Perhaps the five most important words Trump uttered are those Obama never could: Our troops will fight to win.
The point now is can he avoid stepping on his own message and stay focused?
President Trump laid out these points, on which I concur:– Shift from time-based to conditions-based operations. This means we have certain conditions to be met based on strategic, operational, and tactical objectives. This will require the development of measures of effectiveness criteria that precipitate moving onto subsequent conditions.
– Full implementation of all elements of national power, i.e. the D-I-M-E theory which means bringing to bear diplomatic, informational, military and economic synergy to achieve our objectives and integration of the conditions-based operations to synchronize those effects.
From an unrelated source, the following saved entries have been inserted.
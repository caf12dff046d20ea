mod adadelta;
mod adagrad;
mod adam;
mod ftrl;
mod gradient_descent;
mod kind;
mod momentum;
mod optimizer;
mod rmsprop;
mod slots;

pub use adadelta::Adadelta;
pub use adagrad::Adagrad;
pub use adam::Adam;
pub use ftrl::Ftrl;
pub use gradient_descent::GradientDescent;
pub use kind::OptimizerKind;
pub use momentum::GradientDescentWithMomentum;
pub use optimizer::Optimizer;
pub use rmsprop::RmsProp;
pub use slots::OptimizerSlots;

#[cfg(test)]
mod tests {
    use super::*;
    use crate::MlErr;

    /// Minimizes `½(x - 3)²` from `x = 0`.
    fn minimize(kind: OptimizerKind, lr: f32, steps: usize) -> f32 {
        let mut slots = OptimizerSlots::new(kind);
        let mut x = [0f32];

        for _ in 0..steps {
            let grad = [x[0] - 3.];
            slots.apply("x", lr, &grad, &mut x).unwrap();
        }

        x[0]
    }

    #[test]
    fn sgd_takes_plain_steps() {
        let mut sgd = GradientDescent::new(2);
        let mut params = [1., 2.];
        sgd.update_params(0.5, &[2., -2.], &mut params).unwrap();
        assert_eq!(params, [0., 3.]);
    }

    #[test]
    fn momentum_accumulates_velocity() {
        let mut opt = GradientDescentWithMomentum::new(1, 0.9);
        let mut params = [0.];
        opt.update_params(1., &[1.], &mut params).unwrap();
        opt.update_params(1., &[1.], &mut params).unwrap();
        assert!((params[0] + 2.9).abs() < 1e-6);
    }

    #[test]
    fn adam_first_step_has_learning_rate_length() {
        let mut opt = Adam::new(1, 0.9, 0.999, 1e-8);
        let mut params = [0.];
        opt.update_params(0.1, &[123.], &mut params).unwrap();
        assert!((params[0] + 0.1).abs() < 1e-4);
    }

    #[test]
    fn every_optimizer_converges_on_a_quadratic() {
        let cases = [
            (OptimizerKind::Sgd, 0.1, 200),
            (OptimizerKind::Momentum, 0.05, 300),
            (OptimizerKind::Adam, 0.1, 500),
            (OptimizerKind::Adagrad, 1.0, 500),
            (OptimizerKind::Adadelta, 50.0, 2000),
            (OptimizerKind::Rmsprop, 0.05, 1000),
            (OptimizerKind::Ftrl, 1.0, 500),
        ];

        for (kind, lr, steps) in cases {
            let x = minimize(kind, lr, steps);
            assert!((x - 3.).abs() < 0.1, "{kind} ended at {x}");
        }
    }

    #[test]
    fn size_mismatch_is_an_error() {
        let mut slots = OptimizerSlots::new(OptimizerKind::Adam);
        let mut params = [0., 0.];
        assert!(matches!(
            slots.apply("w", 0.1, &[1.], &mut params),
            Err(MlErr::SizeMismatch { .. })
        ));
    }

    #[test]
    fn optimizer_names_parse() {
        for kind in OptimizerKind::ALL {
            assert_eq!(kind.as_str().parse::<OptimizerKind>().unwrap(), kind);
        }
        assert!(matches!(
            "lbfgs".parse::<OptimizerKind>(),
            Err(MlErr::UnknownOptimizer(_))
        ));
    }
}
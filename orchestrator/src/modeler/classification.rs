use std::sync::Arc;

use machine_learning::{
    Mode, Tensor, VariableSpec,
    network::{Network, NetworkParams},
    tensor::{argmax_rows, softmax},
};
use ndarray::Array1;
use parameter_server::VariableStore;

use super::{
    BuildContext, Modeler, ModelerArgs, ModelerBase, StepContext, base::truncate_rows,
};
use crate::{
    config::ModelerConfig,
    error::{OrchestratorError, Result},
    inputter::{Batch, Inputter},
    runner::{Output, PerDeviceResult},
};

/// Predicts one class per image.
///
/// Gradients are only clipped when `grad_clip` is configured.
pub struct ImageClassification {
    base: ModelerBase,
}

impl ImageClassification {
    pub fn new(args: ModelerArgs) -> Self {
        Self {
            base: ModelerBase::new(args),
        }
    }

    pub fn class_names(&self) -> &[String] {
        &self.base.info().class_names
    }
}

impl Modeler for ImageClassification {
    fn name(&self) -> &str {
        "image_classification"
    }

    fn config(&self) -> &ModelerConfig {
        self.base.config()
    }

    fn get_dataset_info(&mut self, inputter: &dyn Inputter) -> Result<()> {
        let mut info = inputter.dataset_info().clone();
        let num_classes = match self.base.config().num_classes {
            0 => info.num_classes,
            n => n,
        };

        if info.class_names.len() != num_classes {
            info.class_names = (0..num_classes).map(|c| c.to_string()).collect();
        }
        info.num_classes = num_classes;

        self.base.set_dataset_info(info, num_classes)
    }

    fn create_nonreplicated_fn(&self, ctx: &mut BuildContext) -> Result<()> {
        self.base.create_nonreplicated(ctx)
    }

    fn variables(&self) -> Result<Vec<VariableSpec>> {
        self.base.variables()
    }

    fn model_fn(
        &self,
        store: &VariableStore,
        batch: &Batch,
        step: &StepContext,
    ) -> Result<PerDeviceResult> {
        let out = self.base.forward(store, batch)?;

        match self.base.mode() {
            Mode::Train | Mode::Eval => {
                let clip = self.base.config().grad_clip;
                self.base.train_eval(store, batch, &out, step, clip, true)
            }
            Mode::Infer => {
                let probabilities = softmax(out.logits.view());
                let classes = class_tensor(&argmax_rows(probabilities.view()));

                Ok(PerDeviceResult::from([
                    (
                        "probabilities".into(),
                        Output::Batch(truncate_rows(probabilities.into_dyn(), batch.valid)),
                    ),
                    (
                        "classes".into(),
                        Output::Batch(truncate_rows(classes, batch.valid)),
                    ),
                    (
                        "class_names".into(),
                        Output::Meta(self.class_names().to_vec()),
                    ),
                ]))
            }
            Mode::Export => {
                let probabilities = softmax(out.logits.view());
                let classes = class_tensor(&argmax_rows(probabilities.view()));

                Ok(PerDeviceResult::from([
                    (
                        "output_probabilities".into(),
                        Output::Batch(probabilities.into_dyn()),
                    ),
                    ("output_classes".into(), Output::Batch(classes)),
                ]))
            }
            Mode::Tune => Err(OrchestratorError::Configuration(
                "tune mode has no model function".into(),
            )),
        }
    }

    fn network(&self) -> &Arc<dyn Network> {
        self.base.network()
    }

    fn network_params(&self) -> Option<&NetworkParams> {
        self.base.params()
    }
}

fn class_tensor(classes: &[usize]) -> Tensor {
    Array1::from_iter(classes.iter().map(|&c| c as f32)).into_dyn()
}
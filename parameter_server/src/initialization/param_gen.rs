use rand::RngCore;

/// A `ParamGen` generates values for the initial state of a variable.
pub trait ParamGen {
    /// Samples `n` values.
    ///
    /// # Arguments
    /// * `rng` - The random number generator to draw from.
    /// * `n` - The amount of values to generate.
    fn sample(&self, rng: &mut dyn RngCore, n: usize) -> Vec<f32>;
}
– Focus on Pakistan. We have always stated that the first strategic objective has to be to deny the enemy sanctuary, meaning we are enemy-oriented and not terrain-oriented. In the strategy piece we previously wrote this is what we mean by expanding and conducting operations in the area of influence (AI) that affects the area of operations (AO). Here we can use diplomatic and economic pressure against Pakistan, and when necessary, strike operations against Islamic jihadist sanctuaries.– Strategic partnership with India. There is no better way to send a message to Pakistan than to have better relations with India. And also, it sends a message to China as there are some regional disputes being kicked up there as well. India is the world’s largest democracy, also has an Islamic jihadist issue, and they’re not too fond of Pakistan.
– Better resources and lifting restrictive Rules of Engagement (ROE). This is no-brainer; we must end the absurd self-imposed ROEs that prevent our troops on the ground from taking the offense and having the initiative against any and all Islamic jihadist groups. We will see more decentralized decision making, not emanating from the White House as with the Obama years.– No nation building, thank goodness! Our military isn’t about building foreign infrastructure and political institutions…they are there to kill the enemy. Furthermore, this is what is understood and respected in that part of the world…strength, might, and resolve. Winning hearts and minds must come to mean ripping out the heart of the enemy in order to persuade their minds.
– Strategically applied force. This is essential, as the greatest combat multiplier our military has is its strategic mobility, the ability to present itself and employ the full array of our weapon systems anywhere. There will no longer be any safe havens for Islamic jihadists.
In closing, this was vital: President Trump stated that our commitment is not unlimited, but we will not be expressing troop numbers and timelines. We will know what the conditions are and whether they have been met in order to move to a subsequent phase. Also, there is no blank check, others will have to pony up, to include the people of Afghanistan. The message has been sent, do your part or be seen as part of the problem…and accept the consequences and ramifications as such.
This speech was a total 180-degree shift from the cowering, acquiescent, nuanced hour-long blathering from Barack Obama. This was short and to the point, and we clearly understand what the Trump Doctrine is regarding the defeat of militant Islamic jihadism.